**Records excerpted from a collection**.
+ + +

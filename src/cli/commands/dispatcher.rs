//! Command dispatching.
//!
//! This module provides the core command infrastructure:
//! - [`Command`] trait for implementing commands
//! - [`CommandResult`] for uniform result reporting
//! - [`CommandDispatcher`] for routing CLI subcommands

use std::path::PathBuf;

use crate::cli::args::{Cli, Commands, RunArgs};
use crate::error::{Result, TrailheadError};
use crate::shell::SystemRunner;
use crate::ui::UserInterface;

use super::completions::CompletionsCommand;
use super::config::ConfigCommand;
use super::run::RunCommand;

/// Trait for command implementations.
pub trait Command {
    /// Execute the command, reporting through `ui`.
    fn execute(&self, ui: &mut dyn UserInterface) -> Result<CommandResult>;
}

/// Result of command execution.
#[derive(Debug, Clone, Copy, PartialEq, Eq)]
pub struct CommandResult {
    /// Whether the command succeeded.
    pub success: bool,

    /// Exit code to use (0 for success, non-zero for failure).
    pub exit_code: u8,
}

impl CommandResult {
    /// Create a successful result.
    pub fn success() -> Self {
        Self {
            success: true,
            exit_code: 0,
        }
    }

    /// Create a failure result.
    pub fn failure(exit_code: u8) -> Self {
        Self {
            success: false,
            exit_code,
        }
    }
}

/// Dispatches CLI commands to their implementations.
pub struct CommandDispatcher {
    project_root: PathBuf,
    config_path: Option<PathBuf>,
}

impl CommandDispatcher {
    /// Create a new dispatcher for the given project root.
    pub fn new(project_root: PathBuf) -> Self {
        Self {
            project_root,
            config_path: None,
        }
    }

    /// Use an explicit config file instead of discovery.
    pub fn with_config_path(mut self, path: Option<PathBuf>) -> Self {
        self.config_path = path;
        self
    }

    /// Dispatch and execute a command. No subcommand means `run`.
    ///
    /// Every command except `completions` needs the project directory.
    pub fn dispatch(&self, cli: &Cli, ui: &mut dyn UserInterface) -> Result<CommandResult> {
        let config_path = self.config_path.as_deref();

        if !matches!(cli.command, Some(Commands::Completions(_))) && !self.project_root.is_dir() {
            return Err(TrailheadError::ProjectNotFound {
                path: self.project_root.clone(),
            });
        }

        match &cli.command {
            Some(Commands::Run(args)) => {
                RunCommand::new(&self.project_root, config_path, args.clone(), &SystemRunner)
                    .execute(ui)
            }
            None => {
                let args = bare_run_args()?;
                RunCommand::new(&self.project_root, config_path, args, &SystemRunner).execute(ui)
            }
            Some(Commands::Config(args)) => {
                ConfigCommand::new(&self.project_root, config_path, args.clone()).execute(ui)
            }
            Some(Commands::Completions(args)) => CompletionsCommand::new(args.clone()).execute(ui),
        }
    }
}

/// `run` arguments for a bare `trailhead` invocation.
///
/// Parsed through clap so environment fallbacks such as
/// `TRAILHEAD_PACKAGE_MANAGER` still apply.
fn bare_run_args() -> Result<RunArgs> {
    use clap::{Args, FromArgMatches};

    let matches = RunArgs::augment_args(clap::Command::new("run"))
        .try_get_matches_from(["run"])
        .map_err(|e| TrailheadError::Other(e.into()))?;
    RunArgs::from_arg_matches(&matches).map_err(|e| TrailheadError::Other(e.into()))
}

+ + +

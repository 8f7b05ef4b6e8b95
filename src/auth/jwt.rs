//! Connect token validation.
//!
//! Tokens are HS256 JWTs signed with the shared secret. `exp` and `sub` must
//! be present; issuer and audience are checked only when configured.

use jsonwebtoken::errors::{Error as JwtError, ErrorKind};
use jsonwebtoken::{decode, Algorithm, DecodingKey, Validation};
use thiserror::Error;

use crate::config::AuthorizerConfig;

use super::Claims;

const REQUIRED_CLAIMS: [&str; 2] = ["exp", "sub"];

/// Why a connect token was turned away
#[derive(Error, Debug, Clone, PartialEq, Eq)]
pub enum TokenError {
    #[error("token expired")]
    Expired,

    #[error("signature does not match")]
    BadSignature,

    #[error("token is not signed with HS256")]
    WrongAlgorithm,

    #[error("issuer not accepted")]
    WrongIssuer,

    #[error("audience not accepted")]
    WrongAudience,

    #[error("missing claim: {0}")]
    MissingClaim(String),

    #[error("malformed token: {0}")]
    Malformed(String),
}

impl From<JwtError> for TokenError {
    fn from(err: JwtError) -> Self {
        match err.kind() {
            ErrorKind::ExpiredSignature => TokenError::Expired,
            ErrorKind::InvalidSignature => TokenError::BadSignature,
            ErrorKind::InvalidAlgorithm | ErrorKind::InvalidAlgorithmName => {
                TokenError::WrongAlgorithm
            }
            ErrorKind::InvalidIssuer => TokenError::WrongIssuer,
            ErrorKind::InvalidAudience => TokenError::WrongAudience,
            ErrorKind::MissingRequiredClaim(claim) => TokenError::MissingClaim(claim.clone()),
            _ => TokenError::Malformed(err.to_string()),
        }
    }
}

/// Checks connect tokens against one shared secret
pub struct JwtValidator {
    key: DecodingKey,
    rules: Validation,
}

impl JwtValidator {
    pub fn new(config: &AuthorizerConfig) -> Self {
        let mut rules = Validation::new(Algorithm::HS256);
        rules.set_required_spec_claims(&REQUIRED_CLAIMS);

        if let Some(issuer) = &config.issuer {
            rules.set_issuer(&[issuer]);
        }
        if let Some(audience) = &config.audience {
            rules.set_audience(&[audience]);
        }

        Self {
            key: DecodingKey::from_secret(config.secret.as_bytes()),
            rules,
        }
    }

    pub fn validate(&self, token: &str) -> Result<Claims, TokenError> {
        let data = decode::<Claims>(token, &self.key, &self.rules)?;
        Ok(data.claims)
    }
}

+ + +

**WHAT IS EXPECTED**. Scan the entries above for the word "JwtValidator", then copy every line in which it occurs.

**RESPONSE**.
pub struct JwtValidator {
impl JwtValidator {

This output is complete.